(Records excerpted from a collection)
________

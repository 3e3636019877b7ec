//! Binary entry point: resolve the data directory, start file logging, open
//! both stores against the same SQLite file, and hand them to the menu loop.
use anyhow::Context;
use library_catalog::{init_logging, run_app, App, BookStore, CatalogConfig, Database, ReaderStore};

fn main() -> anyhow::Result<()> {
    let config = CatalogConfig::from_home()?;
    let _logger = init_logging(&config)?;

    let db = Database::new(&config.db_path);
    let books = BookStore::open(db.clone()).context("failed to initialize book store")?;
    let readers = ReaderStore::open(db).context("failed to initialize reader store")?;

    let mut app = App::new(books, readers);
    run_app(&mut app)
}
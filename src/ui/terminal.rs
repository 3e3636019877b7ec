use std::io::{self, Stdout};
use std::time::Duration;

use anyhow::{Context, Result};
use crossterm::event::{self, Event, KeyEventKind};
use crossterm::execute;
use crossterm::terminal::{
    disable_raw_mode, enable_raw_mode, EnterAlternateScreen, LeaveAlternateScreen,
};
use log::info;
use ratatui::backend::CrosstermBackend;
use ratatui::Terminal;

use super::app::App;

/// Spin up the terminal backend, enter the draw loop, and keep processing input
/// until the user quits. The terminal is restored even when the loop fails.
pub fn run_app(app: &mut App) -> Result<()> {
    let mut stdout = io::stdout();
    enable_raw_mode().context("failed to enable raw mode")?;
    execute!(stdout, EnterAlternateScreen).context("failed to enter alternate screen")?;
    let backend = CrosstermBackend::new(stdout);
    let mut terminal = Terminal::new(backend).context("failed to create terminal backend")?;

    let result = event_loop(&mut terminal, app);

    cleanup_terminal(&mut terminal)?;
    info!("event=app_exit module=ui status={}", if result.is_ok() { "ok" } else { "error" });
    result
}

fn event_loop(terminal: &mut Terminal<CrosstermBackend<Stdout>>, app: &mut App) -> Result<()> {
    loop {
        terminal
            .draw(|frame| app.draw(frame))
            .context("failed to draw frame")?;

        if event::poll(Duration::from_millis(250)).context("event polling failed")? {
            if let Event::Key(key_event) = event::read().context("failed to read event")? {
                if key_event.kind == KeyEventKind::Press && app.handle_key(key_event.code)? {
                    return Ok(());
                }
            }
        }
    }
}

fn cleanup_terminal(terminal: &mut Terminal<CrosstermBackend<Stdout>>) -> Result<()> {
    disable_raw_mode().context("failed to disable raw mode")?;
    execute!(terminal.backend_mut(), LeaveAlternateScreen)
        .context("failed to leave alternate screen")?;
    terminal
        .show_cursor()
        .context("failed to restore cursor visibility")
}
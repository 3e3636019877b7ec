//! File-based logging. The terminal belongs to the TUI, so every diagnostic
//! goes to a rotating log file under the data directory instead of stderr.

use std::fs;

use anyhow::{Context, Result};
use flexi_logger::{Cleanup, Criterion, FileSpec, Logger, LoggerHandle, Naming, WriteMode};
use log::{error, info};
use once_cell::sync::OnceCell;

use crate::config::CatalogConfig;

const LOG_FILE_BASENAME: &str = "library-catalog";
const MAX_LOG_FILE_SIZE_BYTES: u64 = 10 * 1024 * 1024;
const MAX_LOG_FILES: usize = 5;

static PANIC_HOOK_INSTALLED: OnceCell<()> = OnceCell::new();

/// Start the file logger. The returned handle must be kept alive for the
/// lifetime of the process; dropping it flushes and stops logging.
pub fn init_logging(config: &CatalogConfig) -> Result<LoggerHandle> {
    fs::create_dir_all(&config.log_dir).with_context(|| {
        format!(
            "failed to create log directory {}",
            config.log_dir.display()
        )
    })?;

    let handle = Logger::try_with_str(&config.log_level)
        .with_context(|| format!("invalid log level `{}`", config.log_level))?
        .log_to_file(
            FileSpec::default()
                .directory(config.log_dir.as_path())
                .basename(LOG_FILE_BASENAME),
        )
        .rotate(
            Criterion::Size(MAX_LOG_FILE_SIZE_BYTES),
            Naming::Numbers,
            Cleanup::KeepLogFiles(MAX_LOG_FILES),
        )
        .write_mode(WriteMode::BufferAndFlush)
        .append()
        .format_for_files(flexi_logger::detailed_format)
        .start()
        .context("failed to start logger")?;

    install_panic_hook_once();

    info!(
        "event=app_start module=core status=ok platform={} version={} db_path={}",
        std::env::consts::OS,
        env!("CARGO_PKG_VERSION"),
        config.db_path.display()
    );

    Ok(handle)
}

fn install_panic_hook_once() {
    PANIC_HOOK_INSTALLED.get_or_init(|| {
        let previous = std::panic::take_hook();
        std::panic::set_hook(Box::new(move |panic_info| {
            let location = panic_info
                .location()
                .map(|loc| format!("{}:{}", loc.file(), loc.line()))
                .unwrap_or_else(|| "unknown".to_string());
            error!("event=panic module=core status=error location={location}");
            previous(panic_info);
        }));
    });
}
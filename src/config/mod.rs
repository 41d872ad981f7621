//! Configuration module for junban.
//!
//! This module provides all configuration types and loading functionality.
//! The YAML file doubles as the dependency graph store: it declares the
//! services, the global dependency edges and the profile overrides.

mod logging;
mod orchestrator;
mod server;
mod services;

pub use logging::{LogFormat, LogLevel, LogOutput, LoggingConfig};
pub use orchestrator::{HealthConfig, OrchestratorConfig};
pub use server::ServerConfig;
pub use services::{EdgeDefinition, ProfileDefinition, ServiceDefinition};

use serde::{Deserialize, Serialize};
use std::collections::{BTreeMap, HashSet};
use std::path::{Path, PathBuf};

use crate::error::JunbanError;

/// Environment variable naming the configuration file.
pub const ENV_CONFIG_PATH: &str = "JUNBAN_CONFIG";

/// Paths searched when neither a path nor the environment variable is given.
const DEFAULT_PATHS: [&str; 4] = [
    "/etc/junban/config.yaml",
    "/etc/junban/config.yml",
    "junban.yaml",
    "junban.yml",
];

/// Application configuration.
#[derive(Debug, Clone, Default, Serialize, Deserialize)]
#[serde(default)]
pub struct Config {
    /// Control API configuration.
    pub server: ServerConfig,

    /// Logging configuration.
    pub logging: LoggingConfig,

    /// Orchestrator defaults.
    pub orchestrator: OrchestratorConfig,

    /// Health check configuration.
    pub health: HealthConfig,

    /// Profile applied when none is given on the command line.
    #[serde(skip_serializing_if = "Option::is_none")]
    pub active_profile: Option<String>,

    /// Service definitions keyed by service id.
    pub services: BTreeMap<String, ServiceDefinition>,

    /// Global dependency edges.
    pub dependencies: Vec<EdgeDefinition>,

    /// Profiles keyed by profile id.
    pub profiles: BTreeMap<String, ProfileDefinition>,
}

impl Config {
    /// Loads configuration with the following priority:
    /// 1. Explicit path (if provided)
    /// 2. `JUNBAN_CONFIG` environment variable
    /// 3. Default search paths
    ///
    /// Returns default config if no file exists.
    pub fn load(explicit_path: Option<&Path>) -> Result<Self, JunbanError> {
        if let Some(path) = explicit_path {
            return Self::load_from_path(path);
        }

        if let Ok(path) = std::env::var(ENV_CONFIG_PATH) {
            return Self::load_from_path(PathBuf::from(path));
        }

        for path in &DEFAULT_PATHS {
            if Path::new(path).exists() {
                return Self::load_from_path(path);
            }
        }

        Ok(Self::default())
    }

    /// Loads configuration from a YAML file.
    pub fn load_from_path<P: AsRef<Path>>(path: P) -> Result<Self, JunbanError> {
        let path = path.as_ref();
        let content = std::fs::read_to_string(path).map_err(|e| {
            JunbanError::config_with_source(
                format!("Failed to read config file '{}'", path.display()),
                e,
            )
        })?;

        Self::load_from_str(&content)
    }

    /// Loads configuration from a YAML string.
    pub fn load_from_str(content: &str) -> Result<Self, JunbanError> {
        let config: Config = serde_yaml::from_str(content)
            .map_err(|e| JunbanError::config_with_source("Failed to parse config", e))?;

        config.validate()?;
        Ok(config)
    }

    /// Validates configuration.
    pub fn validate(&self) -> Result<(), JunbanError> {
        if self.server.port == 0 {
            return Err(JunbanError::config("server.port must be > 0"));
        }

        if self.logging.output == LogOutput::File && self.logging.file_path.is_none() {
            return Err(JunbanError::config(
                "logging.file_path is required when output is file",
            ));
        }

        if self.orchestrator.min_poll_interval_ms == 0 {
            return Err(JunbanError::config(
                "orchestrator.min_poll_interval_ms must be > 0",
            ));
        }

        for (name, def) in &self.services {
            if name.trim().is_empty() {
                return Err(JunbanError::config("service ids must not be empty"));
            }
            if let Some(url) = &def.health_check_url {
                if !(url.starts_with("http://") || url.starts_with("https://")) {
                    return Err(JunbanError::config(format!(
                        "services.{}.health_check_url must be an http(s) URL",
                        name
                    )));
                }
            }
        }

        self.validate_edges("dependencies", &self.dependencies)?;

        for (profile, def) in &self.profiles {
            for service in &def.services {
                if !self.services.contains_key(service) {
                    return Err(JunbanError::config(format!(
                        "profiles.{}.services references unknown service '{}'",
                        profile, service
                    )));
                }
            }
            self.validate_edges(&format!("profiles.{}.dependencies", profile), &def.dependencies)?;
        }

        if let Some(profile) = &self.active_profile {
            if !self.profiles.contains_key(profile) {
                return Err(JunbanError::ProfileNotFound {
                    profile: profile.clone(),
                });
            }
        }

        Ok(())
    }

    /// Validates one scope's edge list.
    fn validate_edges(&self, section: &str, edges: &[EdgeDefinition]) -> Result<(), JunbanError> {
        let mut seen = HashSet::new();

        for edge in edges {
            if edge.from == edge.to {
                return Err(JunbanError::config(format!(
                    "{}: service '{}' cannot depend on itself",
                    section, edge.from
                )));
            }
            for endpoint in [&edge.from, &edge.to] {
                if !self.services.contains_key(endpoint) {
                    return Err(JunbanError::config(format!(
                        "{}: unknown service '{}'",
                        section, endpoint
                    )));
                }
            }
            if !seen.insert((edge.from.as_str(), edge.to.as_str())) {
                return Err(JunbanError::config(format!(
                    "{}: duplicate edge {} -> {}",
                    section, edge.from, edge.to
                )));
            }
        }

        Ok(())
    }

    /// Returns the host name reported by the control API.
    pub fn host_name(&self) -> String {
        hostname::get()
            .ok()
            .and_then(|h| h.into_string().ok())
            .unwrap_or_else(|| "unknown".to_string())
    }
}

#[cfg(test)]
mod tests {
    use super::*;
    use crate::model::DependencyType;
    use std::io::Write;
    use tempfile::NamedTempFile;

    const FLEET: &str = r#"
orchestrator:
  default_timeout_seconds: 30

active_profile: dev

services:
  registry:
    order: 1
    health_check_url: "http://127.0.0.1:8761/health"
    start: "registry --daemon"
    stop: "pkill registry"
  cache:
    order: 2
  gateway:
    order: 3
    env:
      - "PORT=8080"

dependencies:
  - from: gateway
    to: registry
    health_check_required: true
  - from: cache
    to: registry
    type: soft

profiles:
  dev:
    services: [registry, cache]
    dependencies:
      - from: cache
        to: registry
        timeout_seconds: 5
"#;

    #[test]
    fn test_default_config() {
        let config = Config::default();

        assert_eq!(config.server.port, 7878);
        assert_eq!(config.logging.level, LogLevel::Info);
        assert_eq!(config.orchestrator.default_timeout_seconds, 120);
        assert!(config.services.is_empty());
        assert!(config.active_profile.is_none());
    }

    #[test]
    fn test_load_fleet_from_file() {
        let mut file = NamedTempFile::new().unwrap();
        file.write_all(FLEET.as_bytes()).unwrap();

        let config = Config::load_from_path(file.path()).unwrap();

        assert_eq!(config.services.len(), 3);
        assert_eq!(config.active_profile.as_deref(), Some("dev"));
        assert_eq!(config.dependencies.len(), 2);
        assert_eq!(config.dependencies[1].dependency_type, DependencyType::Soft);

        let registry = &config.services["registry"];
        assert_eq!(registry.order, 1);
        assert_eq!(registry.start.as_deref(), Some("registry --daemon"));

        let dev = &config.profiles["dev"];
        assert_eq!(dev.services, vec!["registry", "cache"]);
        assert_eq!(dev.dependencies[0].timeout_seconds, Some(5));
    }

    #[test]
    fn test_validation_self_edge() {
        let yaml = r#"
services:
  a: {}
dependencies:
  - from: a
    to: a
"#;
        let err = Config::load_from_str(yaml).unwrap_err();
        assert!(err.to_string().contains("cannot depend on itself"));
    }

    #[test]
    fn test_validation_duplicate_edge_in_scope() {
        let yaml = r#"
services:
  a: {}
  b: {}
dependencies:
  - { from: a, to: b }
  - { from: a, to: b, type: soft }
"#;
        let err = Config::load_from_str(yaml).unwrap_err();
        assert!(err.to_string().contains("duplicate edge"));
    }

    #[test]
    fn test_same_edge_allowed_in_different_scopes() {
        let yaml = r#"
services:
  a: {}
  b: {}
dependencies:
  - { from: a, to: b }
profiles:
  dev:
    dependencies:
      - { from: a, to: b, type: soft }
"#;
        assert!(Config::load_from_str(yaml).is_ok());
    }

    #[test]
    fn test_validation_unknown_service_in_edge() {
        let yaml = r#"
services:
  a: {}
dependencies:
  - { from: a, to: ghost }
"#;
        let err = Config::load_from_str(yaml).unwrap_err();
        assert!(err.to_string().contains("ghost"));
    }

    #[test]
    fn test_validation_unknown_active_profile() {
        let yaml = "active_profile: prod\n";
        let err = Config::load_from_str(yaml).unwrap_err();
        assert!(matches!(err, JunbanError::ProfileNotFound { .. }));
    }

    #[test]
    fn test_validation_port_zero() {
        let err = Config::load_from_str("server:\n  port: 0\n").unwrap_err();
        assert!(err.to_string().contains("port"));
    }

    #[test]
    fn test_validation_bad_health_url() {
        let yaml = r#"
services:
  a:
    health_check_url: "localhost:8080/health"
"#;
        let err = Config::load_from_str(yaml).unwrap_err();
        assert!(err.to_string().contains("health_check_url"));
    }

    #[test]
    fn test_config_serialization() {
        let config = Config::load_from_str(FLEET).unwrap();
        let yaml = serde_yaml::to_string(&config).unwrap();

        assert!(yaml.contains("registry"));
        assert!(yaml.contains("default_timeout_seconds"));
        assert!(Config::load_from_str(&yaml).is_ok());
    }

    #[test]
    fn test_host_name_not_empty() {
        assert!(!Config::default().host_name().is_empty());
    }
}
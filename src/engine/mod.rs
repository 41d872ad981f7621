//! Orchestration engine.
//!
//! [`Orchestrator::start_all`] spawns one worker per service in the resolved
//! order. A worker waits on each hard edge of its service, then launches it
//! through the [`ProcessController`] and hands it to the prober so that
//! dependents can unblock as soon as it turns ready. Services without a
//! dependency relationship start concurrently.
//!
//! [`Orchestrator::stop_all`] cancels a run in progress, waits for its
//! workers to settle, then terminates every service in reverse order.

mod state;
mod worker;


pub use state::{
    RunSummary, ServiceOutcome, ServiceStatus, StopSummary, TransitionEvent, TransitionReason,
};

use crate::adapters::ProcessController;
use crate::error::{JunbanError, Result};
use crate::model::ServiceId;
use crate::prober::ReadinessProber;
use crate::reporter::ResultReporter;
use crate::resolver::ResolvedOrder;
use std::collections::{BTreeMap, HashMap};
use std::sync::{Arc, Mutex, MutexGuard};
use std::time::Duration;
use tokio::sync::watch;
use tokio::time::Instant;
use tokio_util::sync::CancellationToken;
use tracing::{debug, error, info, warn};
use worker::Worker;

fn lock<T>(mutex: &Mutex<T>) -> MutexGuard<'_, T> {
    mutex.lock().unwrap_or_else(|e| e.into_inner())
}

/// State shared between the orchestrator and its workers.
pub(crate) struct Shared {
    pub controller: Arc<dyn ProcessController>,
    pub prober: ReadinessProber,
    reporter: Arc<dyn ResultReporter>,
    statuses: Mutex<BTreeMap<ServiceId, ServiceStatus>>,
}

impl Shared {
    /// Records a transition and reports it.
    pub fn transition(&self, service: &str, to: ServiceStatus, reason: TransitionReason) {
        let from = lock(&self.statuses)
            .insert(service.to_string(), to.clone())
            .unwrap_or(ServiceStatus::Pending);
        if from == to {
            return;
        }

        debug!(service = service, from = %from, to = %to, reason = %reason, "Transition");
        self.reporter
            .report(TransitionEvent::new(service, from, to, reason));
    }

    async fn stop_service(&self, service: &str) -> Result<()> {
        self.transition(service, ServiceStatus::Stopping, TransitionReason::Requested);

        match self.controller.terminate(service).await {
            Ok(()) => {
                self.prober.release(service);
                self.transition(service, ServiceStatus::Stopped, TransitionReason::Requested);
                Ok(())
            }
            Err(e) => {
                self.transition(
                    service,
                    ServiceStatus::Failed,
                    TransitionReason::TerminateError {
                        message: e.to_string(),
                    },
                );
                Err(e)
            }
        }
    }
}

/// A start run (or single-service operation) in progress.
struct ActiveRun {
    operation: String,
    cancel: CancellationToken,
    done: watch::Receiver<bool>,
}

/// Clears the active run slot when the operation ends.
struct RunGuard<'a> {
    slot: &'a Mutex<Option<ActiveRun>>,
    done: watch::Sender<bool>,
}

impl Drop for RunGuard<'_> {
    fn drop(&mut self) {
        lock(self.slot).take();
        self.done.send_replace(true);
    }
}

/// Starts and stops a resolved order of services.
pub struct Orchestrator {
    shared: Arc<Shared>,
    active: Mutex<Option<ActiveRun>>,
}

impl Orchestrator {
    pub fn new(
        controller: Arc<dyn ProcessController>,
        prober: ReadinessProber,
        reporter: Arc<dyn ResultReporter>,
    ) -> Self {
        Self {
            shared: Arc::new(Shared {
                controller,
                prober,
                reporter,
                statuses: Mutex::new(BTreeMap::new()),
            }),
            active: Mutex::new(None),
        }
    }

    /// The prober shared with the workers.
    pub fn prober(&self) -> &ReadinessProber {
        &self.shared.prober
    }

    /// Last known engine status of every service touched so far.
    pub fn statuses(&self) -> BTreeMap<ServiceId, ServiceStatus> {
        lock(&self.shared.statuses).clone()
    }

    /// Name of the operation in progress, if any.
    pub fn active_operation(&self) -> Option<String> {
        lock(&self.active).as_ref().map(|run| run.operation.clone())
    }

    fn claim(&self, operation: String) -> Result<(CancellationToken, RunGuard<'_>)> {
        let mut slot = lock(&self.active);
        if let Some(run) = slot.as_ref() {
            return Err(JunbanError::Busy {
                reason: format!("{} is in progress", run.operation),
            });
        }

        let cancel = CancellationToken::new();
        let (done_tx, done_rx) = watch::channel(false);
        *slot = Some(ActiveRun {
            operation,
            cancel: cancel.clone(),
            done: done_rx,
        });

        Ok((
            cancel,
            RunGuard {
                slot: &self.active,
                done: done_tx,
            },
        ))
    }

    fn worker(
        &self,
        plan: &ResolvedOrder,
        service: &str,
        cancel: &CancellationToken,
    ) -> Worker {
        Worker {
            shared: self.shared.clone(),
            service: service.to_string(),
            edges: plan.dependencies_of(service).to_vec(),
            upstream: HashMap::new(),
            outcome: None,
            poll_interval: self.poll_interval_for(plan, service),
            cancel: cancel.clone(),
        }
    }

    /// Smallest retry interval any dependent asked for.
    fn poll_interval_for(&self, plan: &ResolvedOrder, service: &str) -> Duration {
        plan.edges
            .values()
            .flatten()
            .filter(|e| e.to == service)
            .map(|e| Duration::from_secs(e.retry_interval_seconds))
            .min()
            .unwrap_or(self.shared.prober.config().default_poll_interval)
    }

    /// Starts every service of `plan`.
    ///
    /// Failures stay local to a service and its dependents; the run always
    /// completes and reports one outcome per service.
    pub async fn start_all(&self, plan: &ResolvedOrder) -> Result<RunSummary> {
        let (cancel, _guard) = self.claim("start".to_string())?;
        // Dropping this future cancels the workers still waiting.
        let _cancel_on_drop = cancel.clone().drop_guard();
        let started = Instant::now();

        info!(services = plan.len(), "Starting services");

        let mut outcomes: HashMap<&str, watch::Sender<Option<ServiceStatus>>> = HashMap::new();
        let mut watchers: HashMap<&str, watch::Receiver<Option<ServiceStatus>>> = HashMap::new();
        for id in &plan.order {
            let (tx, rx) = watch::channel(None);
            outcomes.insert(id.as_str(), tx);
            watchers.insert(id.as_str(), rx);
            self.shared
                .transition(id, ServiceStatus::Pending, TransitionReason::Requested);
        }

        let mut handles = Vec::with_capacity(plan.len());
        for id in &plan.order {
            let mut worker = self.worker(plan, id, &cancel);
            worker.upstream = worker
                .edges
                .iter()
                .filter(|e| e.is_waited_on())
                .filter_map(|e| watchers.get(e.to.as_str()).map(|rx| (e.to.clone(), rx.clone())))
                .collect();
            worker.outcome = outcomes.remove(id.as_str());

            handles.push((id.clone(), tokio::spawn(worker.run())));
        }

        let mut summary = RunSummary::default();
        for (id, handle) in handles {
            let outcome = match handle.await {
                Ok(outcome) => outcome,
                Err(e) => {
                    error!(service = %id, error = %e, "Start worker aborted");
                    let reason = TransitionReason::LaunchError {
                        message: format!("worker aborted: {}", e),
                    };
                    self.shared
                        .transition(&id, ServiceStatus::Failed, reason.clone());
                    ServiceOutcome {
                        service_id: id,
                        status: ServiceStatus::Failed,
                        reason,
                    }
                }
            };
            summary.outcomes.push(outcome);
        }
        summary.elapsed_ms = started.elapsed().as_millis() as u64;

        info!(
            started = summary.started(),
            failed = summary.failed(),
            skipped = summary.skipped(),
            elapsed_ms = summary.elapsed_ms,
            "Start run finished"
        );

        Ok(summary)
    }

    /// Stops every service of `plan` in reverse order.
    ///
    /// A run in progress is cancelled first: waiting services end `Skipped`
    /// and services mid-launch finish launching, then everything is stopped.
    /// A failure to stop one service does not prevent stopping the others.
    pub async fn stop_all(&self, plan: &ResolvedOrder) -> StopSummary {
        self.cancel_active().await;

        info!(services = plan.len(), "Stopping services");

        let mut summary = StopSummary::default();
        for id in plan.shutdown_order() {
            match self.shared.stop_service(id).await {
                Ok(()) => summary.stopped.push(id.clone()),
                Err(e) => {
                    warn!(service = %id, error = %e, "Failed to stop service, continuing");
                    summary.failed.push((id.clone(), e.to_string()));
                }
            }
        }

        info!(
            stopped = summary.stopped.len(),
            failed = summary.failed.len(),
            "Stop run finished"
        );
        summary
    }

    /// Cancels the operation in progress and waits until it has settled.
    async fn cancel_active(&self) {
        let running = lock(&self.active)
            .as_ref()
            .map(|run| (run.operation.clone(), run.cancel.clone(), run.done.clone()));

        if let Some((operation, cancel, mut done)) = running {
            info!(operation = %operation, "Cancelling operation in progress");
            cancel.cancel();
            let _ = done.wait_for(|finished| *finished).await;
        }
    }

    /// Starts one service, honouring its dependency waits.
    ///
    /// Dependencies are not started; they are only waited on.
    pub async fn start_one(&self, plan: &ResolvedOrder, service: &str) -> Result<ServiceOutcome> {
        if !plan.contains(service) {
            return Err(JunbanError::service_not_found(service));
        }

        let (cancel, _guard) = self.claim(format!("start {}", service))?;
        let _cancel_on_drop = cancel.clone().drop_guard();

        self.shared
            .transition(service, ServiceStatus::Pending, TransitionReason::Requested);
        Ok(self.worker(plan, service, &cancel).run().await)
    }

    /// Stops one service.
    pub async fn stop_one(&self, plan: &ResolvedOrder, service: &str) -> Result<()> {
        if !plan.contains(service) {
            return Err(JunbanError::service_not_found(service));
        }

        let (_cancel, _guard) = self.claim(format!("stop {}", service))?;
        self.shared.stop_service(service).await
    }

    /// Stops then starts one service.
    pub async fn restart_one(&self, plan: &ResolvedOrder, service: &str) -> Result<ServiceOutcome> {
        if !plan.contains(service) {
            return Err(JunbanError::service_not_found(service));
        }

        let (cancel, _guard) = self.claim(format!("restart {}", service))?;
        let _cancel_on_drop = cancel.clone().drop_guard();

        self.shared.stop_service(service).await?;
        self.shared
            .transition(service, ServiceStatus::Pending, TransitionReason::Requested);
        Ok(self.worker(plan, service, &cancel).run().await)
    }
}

________

### Problem to solve
Nothing should appear in the answer except the lines above from the line with "worker.upstream = worker" through the line with "for (id, handle)", both included, written out exactly.

### Task result
            worker.upstream = worker
                .edges
                .iter()
                .filter(|e| e.is_waited_on())
                .filter_map(|e| watchers.get(e.to.as_str()).map(|rx| (e.to.clone(), rx.clone())))
                .collect();
            worker.outcome = outcomes.remove(id.as_str());

            handles.push((id.clone(), tokio::spawn(worker.run())));
        }

        let mut summary = RunSummary::default();
        for (id, handle) in handles {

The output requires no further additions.